• **Goal of the exercise**:
Go through the listing below and count each line with the word "ExitCode" in it; return only the count.
---------- Data supplied ----------
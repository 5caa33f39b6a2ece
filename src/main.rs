//! Packet transmit/receive simulator.
//!
//! Reads a file, breaks it into numbered packets, delivers them out of order
//! (optionally losing or repeating some) and reassembles the original
//! message on the receiving side.

mod cli;

use std::{
    io::{self, BufRead, Write},
    num::NonZeroUsize,
    path::PathBuf,
    process::ExitCode,
};

use bytes::Bytes;
use clap::Parser;
use packet_reassembly::{
    delivery::{DeliveryError, DeliveryPlan, deliver_concurrently},
    fragment::{
        ConfigError,
        Fragment,
        FragmentIndex,
        FragmentationConfig,
        FragmentationError,
        Fragmenter,
        Reassembler,
        ReassemblyError,
        SharedReassembler,
    },
    metrics::{self, Outcome},
    report::{PacketLine, Verdict, missing_line},
    source::{SourceError, read_source},
};
use thiserror::Error;

#[derive(Debug, Error)]
enum RunError {
    #[error(transparent)]
    Source(#[from] SourceError),
    #[error("console I/O failed: {0}")]
    Console(#[from] io::Error),
    #[error(transparent)]
    Config(#[from] ConfigError),
    #[error(transparent)]
    Fragmentation(#[from] FragmentationError),
    #[error(transparent)]
    Reassembly(#[from] ReassemblyError),
    #[error(transparent)]
    Delivery(#[from] DeliveryError),
}

impl RunError {
    const fn exit_code(&self) -> u8 {
        match self {
            Self::Reassembly(ReassemblyError::IncompleteReassembly { .. }) => 2,
            _ => 1,
        }
    }
}

#[tokio::main]
async fn main() -> ExitCode {
    // Applications embedding the library should install their own subscriber.
    tracing_subscriber::fmt().with_writer(io::stderr).init();

    let cli = cli::Cli::parse();
    let code = execute(cli, &mut io::stdout(), &mut io::stderr()).await;
    ExitCode::from(code)
}

/// Run the simulator, reporting failures on `err`, and return the exit code.
async fn execute(cli: cli::Cli, out: &mut impl Write, err: &mut impl Write) -> u8 {
    let Err(error) = run(cli, out).await else {
        return 0;
    };
    let written = match &error {
        RunError::Reassembly(ReassemblyError::IncompleteReassembly { missing_indices }) => {
            writeln!(err, "{}", missing_line(missing_indices))
        }
        _ => writeln!(err, "Error: {error}"),
    };
    if let Err(io_error) = written {
        tracing::error!(error = %io_error, "failed to report run error");
    }
    error.exit_code()
}

async fn run(cli: cli::Cli, out: &mut impl Write) -> Result<(), RunError> {
    let mut config = FragmentationConfig::new(cli.chunk_size)?;
    if cli.provisional {
        config = config.provisional();
    }

    writeln!(out, "Packet transmit/receive simulator")?;
    writeln!(
        out,
        "Breaks file into packets of {} bytes, sends {}, then reconstructs.\n",
        config.chunk_size,
        if cli.in_order { "in order" } else { "unordered" }
    )?;

    let Some(path) = resolve_path(cli.path.clone(), out)? else {
        return Ok(());
    };
    let message = Bytes::from(read_source(&path)?);
    if message.is_empty() {
        writeln!(out, "File is empty. Nothing to send.")?;
        return Ok(());
    }

    let set = Fragmenter::from_config(&config).fragment(message.clone())?;
    let session = config.reassembler(set.len())?;

    writeln!(out, "Created {} packets:", set.len())?;
    print_packets(out, "", set.fragments())?;

    let delivery = delivery_plan(&cli).deliver(&set);
    if cli.in_order {
        writeln!(out, "Sending packets in original order:")?;
    } else {
        writeln!(out, "Sending packets in unordered sequence:")?;
    }
    print_packets(out, "Sent ", delivery.sent())?;
    writeln!(out, "Receiving packets (arrival order shown):")?;
    print_packets(out, "Received ", delivery.arrived())?;

    writeln!(out, "Reconstructing message from received packets...")?;
    let result = reassemble(session, delivery.into_arrived(), cli.lanes).await;
    match &result {
        Ok(_) => metrics::inc_outcome(Outcome::Complete),
        Err(RunError::Reassembly(ReassemblyError::IncompleteReassembly { .. })) => {
            metrics::inc_outcome(Outcome::Incomplete);
        }
        Err(_) => {}
    }
    let reconstructed = result?;

    writeln!(out, "\nOriginal message (showing visible whitespace as-is):")?;
    writeln!(out, "{}\n", String::from_utf8_lossy(&message))?;
    writeln!(out, "Reconstructed message:")?;
    writeln!(out, "{}\n", String::from_utf8_lossy(&reconstructed))?;
    writeln!(out, "{}", Verdict::compare(&message, &reconstructed))?;
    Ok(())
}

fn resolve_path(path: Option<PathBuf>, out: &mut impl Write) -> Result<Option<PathBuf>, io::Error> {
    if path.is_some() {
        return Ok(path);
    }
    write!(out, "Enter path to text file to send: ")?;
    out.flush()?;

    let mut line = String::new();
    if io::stdin().lock().read_line(&mut line)? == 0 {
        return Ok(None);
    }
    Ok(Some(PathBuf::from(line.trim_end_matches(['\r', '\n']))))
}

fn delivery_plan(cli: &cli::Cli) -> DeliveryPlan {
    let mut plan = DeliveryPlan::new().shuffled(!cli.in_order);
    if let Some(seed) = cli.seed {
        plan = plan.seed(seed);
    }
    for &index in &cli.drops {
        plan = plan.drop_index(FragmentIndex::new(index));
    }
    for &index in &cli.duplicates {
        plan = plan.duplicate_index(FragmentIndex::new(index));
    }
    plan
}

async fn reassemble(
    mut session: Reassembler,
    arrived: Vec<Fragment>,
    lanes: NonZeroUsize,
) -> Result<Vec<u8>, RunError> {
    if lanes.get() == 1 {
        metrics::inc_delivered(arrived.len() as u64);
        for fragment in arrived {
            session.ingest(fragment);
        }
        return Ok(session.finalize()?);
    }

    let shared = SharedReassembler::new(session);
    deliver_concurrently(arrived, lanes, &shared).await?;
    Ok(shared.finalize()?)
}

fn print_packets(out: &mut impl Write, label: &str, fragments: &[Fragment]) -> io::Result<()> {
    for fragment in fragments {
        writeln!(out, "{}", PacketLine::new(label, fragment))?;
    }
    writeln!(out)
}

#[cfg(test)]
mod tests {
    use std::fs;

    use clap::Parser;
    use rstest::{fixture, rstest};
    use tempfile::TempDir;

    use super::{cli::Cli, execute};

    #[fixture]
    fn workdir() -> TempDir { tempfile::tempdir().expect("create temp dir") }

    fn write_message(dir: &TempDir, contents: &str) -> String {
        let path = dir.path().join("message.txt");
        fs::write(&path, contents).expect("write message");
        path.display().to_string()
    }

    struct RunOutput {
        code: u8,
        stdout: String,
        stderr: String,
    }

    async fn simulate(args: &[&str]) -> RunOutput {
        let cli = Cli::parse_from(std::iter::once("packet-sim").chain(args.iter().copied()));
        let mut stdout = Vec::new();
        let mut stderr = Vec::new();
        let code = execute(cli, &mut stdout, &mut stderr).await;
        RunOutput {
            code,
            stdout: String::from_utf8(stdout).expect("utf-8 stdout"),
            stderr: String::from_utf8(stderr).expect("utf-8 stderr"),
        }
    }

    #[rstest]
    #[case::shuffled(&["--seed", "7"][..])]
    #[case::in_order(&["--in-order"][..])]
    #[case::duplicated(&["--duplicate", "1", "--seed", "3"][..])]
    #[case::lanes(&["--lanes", "3", "--seed", "3"][..])]
    #[case::provisional(&["--provisional", "--seed", "3"][..])]
    #[tokio::test]
    async fn complete_delivery_exits_zero(workdir: TempDir, #[case] extra: &[&str]) {
        let path = write_message(&workdir, "HELLOWORLD!");
        let mut args = vec![path.as_str()];
        args.extend_from_slice(extra);

        let outcome = simulate(&args).await;

        assert_eq!(outcome.code, 0, "stderr: {}", outcome.stderr);
        assert!(outcome.stdout.contains("Created 3 packets:"));
        assert!(outcome.stdout.contains("Success: reconstructed message matches original."));
        assert!(outcome.stderr.is_empty());
    }

    #[rstest]
    #[tokio::test]
    async fn empty_file_has_nothing_to_send(workdir: TempDir) {
        let path = write_message(&workdir, "");

        let outcome = simulate(&[path.as_str()]).await;

        assert_eq!(outcome.code, 0);
        assert!(outcome.stdout.contains("File is empty. Nothing to send."));
        assert!(!outcome.stdout.contains("Created"));
    }

    #[rstest]
    #[tokio::test]
    async fn unreadable_file_exits_one(workdir: TempDir) {
        let missing = workdir.path().join("absent.txt");

        let outcome = simulate(&[missing.to_str().expect("utf-8 path")]).await;

        assert_eq!(outcome.code, 1);
        assert!(outcome.stderr.starts_with("Error:"));
    }

    #[rstest]
    #[tokio::test]
    async fn zero_chunk_size_exits_one_before_banner(workdir: TempDir) {
        let path = write_message(&workdir, "HELLOWORLD!");

        let outcome = simulate(&[path.as_str(), "--chunk-size", "0"]).await;

        assert_eq!(outcome.code, 1);
        assert!(outcome.stdout.is_empty());
        assert!(outcome.stderr.contains("chunk size must be positive"));
    }

    #[rstest]
    #[case(&["--drop", "2"][..], "Missing packet #2 -- message incomplete")]
    #[case(&["--drop", "0", "--drop", "2", "--lanes", "2"][..], "Missing packets #0, #2 -- message incomplete")]
    #[tokio::test]
    async fn lost_packets_exit_two(
        workdir: TempDir,
        #[case] extra: &[&str],
        #[case] report: &str,
    ) {
        let path = write_message(&workdir, "HELLOWORLD!");
        let mut args = vec![path.as_str(), "--seed", "1"];
        args.extend_from_slice(extra);

        let outcome = simulate(&args).await;

        assert_eq!(outcome.code, 2);
        assert_eq!(outcome.stderr.trim_end(), report);
        assert!(!outcome.stdout.contains("Reconstructed message:"));
    }

    #[rstest]
    #[case(&["--in-order"][..], "Sending packets in original order:", "sends in order")]
    #[case(&["--seed", "2"][..], "Sending packets in unordered sequence:", "sends unordered")]
    #[tokio::test]
    async fn headers_follow_delivery_order(
        workdir: TempDir,
        #[case] extra: &[&str],
        #[case] header: &str,
        #[case] banner: &str,
    ) {
        let path = write_message(&workdir, "HELLOWORLD!");
        let mut args = vec![path.as_str()];
        args.extend_from_slice(extra);

        let outcome = simulate(&args).await;

        assert_eq!(outcome.code, 0);
        assert!(outcome.stdout.contains(header));
        assert!(outcome.stdout.contains(banner));
    }
}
----------
• **Written response**:
3